Cities are expanding at a pace humanity has never seen before. More people, more buildings, more pressure on the systems that keep life running. As climate impacts intensify and urban inequality deepens, researchers and city leaders are asking a simple but radical question: can nature itself be engineered back into the urban world to make cities more resilient?
For decades, most cities grew by pushing nature to the margins. As one expert in the Global Roadmap project puts it, designing without nature “hasn’t been that good for us.” The consequences are now painfully visible. Heatwaves, flooding, air pollution and infrastructure stress are no longer separate issues. They collide, amplify each other and shape the daily lives of billions.
Nature based solutions (NBS) offer a different path. Green roofs cool overheated neighbourhoods. Wetlands absorb stormwater long before it becomes a disaster. Trees improve air quality while strengthening biodiversity. Each action is small, but together they form a powerful, scalable toolkit for healthier cities.
Until recently, these ideas were scattered across isolated pilot projects. Successes were local, fragmented and difficult to compare. That’s what the Global Roadmap for Urban Nature Based Solutions set out to change.

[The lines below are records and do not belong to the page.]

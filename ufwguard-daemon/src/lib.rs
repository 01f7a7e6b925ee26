//! ufwguard daemon library.
//!
//! Exposes internal modules for integration testing. In production,
//! `ufwguard-daemon` is used as a binary (main.rs).

pub mod cli;
pub mod logging;
pub mod run;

The roadmap is the first region by region synthesis of urban NBS knowledge. Built by 80 experts across seven world regions, it collects hundreds of studies, policies and real world examples into a single shared framework. Instead of loosely connected case studies, the roadmap maps relationships between climate risk, governance, biodiversity and social equity, showing how nature based strategies work not just in theory, but in different cultural, political and ecological contexts.
One message is clear: there is no universal template. Cities must look to their own geography, communities and challenges. As one contributor explains, “We cannot use a one size fits all approach.” The strengths of the roadmap lie in that diversity, opening the door for regions to learn from one another while building solutions tailored to their own realities.
The roadmap’s ambition goes beyond documenting what exists. It acts as a global learning system that helps cities move from small experiments to integrated, citywide nature based strategies. It positions nature not as an aesthetic backdrop, but as an ally. A practical blueprint for a greener, fairer, more resilient urban future.
NATURA and the Global Roadmap team frame this work as a call to reimagine how cities are built. Their vision is simple: make nature based approaches second nature.